[PROVIDED MATERIAL]

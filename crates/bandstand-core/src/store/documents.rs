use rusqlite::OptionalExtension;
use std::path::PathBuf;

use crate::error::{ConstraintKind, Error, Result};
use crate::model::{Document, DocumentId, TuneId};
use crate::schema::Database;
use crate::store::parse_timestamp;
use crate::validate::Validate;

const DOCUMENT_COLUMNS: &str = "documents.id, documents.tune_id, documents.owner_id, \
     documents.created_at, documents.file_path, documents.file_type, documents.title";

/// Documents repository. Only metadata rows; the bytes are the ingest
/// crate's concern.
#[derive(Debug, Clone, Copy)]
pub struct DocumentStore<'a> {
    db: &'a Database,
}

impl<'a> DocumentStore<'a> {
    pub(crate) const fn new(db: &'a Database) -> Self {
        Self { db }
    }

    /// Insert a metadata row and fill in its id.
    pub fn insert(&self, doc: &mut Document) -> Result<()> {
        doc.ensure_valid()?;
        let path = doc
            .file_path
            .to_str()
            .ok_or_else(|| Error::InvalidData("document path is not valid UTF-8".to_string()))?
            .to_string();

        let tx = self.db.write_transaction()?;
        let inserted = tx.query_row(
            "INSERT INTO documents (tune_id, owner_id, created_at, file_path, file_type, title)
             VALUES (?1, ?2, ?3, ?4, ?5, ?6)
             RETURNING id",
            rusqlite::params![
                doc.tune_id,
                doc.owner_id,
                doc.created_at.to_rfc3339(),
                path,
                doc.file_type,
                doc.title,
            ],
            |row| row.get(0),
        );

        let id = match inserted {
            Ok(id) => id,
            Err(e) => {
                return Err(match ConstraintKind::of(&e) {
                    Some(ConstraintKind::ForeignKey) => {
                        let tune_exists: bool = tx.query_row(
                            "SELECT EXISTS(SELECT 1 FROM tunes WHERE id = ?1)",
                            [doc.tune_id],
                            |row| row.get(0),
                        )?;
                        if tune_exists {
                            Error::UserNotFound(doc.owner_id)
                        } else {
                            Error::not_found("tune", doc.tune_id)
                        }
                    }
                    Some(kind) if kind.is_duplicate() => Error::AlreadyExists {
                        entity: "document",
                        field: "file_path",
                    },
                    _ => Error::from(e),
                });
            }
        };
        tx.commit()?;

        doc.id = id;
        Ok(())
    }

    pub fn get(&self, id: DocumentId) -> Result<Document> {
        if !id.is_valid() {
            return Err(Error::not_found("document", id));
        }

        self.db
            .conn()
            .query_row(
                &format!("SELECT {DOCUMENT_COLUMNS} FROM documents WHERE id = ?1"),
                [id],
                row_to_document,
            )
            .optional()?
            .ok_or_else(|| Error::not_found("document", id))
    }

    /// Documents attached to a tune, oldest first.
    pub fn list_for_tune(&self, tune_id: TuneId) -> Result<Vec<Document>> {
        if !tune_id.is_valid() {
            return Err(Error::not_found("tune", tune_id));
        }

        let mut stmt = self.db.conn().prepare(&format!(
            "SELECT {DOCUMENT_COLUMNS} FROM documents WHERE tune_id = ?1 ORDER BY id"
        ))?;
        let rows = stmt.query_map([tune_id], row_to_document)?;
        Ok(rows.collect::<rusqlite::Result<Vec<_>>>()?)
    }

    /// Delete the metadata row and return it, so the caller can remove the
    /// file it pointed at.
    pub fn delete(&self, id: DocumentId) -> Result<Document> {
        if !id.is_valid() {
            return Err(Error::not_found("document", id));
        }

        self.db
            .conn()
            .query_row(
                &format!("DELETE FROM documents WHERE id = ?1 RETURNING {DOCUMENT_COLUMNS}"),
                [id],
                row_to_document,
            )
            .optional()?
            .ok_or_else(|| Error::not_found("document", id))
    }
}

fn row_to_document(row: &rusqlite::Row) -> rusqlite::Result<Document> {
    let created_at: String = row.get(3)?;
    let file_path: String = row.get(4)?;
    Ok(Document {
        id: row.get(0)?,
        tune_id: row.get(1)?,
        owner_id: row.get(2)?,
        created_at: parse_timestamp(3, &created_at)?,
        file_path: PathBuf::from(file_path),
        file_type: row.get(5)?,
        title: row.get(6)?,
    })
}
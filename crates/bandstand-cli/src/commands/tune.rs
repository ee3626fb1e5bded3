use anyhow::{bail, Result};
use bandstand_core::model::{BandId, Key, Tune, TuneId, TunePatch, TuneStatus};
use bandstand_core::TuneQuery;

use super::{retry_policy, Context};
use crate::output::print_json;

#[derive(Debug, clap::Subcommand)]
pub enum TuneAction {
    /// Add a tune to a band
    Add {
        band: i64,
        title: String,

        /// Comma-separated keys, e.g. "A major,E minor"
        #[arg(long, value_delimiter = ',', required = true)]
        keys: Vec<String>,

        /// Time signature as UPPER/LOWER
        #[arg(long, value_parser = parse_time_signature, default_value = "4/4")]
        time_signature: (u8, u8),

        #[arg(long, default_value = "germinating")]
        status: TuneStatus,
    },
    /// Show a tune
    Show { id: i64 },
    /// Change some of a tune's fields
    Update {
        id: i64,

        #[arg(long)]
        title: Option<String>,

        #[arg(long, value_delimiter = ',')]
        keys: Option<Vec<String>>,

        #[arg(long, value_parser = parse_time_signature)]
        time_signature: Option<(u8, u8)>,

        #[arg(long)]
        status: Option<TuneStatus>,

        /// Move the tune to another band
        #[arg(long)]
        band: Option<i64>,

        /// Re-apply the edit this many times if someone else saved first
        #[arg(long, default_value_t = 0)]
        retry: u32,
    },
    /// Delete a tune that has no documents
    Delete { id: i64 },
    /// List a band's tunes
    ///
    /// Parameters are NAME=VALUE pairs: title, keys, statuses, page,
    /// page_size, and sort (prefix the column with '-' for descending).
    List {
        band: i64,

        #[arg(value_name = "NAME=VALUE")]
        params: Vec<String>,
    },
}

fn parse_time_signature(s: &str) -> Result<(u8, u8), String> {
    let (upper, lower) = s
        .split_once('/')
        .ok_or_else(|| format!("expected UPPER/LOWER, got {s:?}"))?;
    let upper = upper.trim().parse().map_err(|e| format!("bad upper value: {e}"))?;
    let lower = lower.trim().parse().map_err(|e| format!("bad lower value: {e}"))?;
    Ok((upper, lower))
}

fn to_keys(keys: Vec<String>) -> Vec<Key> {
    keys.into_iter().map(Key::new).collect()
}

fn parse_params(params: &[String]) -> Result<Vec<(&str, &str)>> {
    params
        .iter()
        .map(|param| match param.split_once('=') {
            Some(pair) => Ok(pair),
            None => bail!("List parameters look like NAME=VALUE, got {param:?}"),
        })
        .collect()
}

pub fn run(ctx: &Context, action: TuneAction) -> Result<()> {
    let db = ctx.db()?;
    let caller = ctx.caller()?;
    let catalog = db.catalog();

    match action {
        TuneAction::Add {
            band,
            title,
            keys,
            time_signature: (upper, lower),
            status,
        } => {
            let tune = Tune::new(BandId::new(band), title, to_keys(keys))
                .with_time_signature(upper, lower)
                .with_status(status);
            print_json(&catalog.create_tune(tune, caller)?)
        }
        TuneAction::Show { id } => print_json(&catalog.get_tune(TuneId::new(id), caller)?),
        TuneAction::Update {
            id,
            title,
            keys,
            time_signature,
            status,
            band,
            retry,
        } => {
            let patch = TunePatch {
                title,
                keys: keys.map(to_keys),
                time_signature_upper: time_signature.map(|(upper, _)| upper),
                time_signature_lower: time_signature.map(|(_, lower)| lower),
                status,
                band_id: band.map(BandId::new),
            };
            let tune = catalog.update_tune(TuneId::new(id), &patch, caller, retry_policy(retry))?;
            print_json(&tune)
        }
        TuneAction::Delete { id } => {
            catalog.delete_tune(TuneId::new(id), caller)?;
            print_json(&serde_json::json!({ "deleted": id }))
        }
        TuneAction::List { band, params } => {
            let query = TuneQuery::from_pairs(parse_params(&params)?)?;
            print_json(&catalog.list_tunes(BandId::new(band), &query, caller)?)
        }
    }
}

[/PROVIDED MATERIAL]

▶ [WORK INSTRUCTION] Look through the entries and return every line where "TuneAction" appears.

▶ [RESULT OF THIS EXERCISE]
pub enum TuneAction {
pub fn run(ctx: &Context, action: TuneAction) -> Result<()> {
        TuneAction::Add {
        TuneAction::Show { id } => print_json(&catalog.get_tune(TuneId::new(id), caller)?),
        TuneAction::Update {
        TuneAction::Delete { id } => {
        TuneAction::List { band, params } => {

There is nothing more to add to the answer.